[Task to complete]
Lines from the line with "is a two-wheeler" to the line with "async fn run(&self, state: ClaimState)" in the entries below, and only those, must be output exactly, with both ends included.

Collected data entries:
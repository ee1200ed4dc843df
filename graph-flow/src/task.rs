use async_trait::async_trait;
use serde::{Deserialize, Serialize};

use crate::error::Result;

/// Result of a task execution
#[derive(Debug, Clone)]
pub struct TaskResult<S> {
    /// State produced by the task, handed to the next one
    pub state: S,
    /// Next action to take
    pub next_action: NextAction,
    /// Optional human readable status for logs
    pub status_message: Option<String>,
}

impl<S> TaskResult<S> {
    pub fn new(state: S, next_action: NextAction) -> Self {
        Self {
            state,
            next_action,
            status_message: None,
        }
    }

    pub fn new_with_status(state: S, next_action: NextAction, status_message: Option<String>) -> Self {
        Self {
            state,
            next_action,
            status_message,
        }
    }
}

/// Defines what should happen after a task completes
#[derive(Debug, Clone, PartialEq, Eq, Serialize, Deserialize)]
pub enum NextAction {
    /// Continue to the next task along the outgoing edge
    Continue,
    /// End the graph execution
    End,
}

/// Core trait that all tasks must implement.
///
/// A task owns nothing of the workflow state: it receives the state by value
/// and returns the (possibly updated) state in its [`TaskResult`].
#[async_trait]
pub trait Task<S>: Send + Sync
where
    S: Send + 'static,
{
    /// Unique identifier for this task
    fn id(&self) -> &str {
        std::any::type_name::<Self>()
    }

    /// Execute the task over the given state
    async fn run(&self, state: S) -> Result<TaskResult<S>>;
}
...
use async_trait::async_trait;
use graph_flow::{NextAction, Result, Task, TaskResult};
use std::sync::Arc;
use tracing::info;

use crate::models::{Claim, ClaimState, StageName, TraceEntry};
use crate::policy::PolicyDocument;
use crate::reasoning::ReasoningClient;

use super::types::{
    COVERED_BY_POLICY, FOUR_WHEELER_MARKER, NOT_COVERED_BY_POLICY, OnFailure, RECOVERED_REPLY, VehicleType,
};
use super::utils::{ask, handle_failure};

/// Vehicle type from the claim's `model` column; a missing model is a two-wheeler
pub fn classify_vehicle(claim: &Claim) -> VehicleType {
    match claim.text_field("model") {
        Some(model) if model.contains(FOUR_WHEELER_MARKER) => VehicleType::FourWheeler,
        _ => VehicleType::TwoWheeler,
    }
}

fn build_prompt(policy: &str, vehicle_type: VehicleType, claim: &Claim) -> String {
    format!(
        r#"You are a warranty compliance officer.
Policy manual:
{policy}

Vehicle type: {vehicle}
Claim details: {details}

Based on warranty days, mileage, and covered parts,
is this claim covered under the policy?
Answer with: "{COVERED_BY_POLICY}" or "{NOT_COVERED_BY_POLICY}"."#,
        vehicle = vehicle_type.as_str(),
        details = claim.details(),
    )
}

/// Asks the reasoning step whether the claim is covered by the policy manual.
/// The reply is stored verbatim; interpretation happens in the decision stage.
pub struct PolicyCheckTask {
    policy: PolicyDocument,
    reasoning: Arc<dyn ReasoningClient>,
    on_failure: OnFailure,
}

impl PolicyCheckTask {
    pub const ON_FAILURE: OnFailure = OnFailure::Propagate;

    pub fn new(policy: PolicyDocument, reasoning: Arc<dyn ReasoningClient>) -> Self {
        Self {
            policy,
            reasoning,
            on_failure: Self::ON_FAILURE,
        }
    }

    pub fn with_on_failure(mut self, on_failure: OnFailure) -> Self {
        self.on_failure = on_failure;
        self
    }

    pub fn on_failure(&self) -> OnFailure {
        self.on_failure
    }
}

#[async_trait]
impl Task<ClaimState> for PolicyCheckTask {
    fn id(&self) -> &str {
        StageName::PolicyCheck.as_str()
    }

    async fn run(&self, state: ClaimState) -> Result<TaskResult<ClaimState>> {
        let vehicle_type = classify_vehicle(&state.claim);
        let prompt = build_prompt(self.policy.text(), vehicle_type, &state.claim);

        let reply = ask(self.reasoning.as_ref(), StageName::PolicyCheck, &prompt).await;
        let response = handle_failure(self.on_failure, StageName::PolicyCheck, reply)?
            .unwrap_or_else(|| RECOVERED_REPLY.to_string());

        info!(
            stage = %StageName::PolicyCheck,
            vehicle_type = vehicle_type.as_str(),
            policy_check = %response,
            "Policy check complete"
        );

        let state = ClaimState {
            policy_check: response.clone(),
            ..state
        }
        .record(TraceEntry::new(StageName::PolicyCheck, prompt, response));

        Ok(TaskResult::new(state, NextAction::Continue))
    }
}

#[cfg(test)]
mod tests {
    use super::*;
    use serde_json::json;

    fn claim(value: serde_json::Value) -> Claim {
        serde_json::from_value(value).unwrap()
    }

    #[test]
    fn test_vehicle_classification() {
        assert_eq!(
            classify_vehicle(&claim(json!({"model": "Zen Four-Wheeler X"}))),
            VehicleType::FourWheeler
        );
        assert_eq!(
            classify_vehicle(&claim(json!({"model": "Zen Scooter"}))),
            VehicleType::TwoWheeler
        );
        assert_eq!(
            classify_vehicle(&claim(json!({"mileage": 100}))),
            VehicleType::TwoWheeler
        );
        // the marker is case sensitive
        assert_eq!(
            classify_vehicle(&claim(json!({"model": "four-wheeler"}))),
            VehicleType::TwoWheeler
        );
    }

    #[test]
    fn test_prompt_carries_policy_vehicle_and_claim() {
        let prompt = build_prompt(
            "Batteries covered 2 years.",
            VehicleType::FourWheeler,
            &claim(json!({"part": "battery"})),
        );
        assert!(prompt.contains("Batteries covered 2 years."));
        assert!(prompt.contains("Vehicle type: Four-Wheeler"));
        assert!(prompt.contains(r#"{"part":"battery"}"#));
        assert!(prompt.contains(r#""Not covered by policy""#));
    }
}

[Result below]
/// Vehicle type from the claim's `model` column; a missing model is a two-wheeler
pub fn classify_vehicle(claim: &Claim) -> VehicleType {
    match claim.text_field("model") {
        Some(model) if model.contains(FOUR_WHEELER_MARKER) => VehicleType::FourWheeler,
        _ => VehicleType::TwoWheeler,
    }
}

fn build_prompt(policy: &str, vehicle_type: VehicleType, claim: &Claim) -> String {
    format!(
        r#"You are a warranty compliance officer.
Policy manual:
{policy}

Vehicle type: {vehicle}
Claim details: {details}

Based on warranty days, mileage, and covered parts,
is this claim covered under the policy?
Answer with: "{COVERED_BY_POLICY}" or "{NOT_COVERED_BY_POLICY}"."#,
        vehicle = vehicle_type.as_str(),
        details = claim.details(),
    )
}

/// Asks the reasoning step whether the claim is covered by the policy manual.
/// The reply is stored verbatim; interpretation happens in the decision stage.
pub struct PolicyCheckTask {
    policy: PolicyDocument,
    reasoning: Arc<dyn ReasoningClient>,
    on_failure: OnFailure,
}

impl PolicyCheckTask {
    pub const ON_FAILURE: OnFailure = OnFailure::Propagate;

    pub fn new(policy: PolicyDocument, reasoning: Arc<dyn ReasoningClient>) -> Self {
        Self {
            policy,
            reasoning,
            on_failure: Self::ON_FAILURE,
        }
    }

    pub fn with_on_failure(mut self, on_failure: OnFailure) -> Self {
        self.on_failure = on_failure;
        self
    }

    pub fn on_failure(&self) -> OnFailure {
        self.on_failure
    }
}

#[async_trait]
impl Task<ClaimState> for PolicyCheckTask {
    fn id(&self) -> &str {
        StageName::PolicyCheck.as_str()
    }

    async fn run(&self, state: ClaimState) -> Result<TaskResult<ClaimState>> {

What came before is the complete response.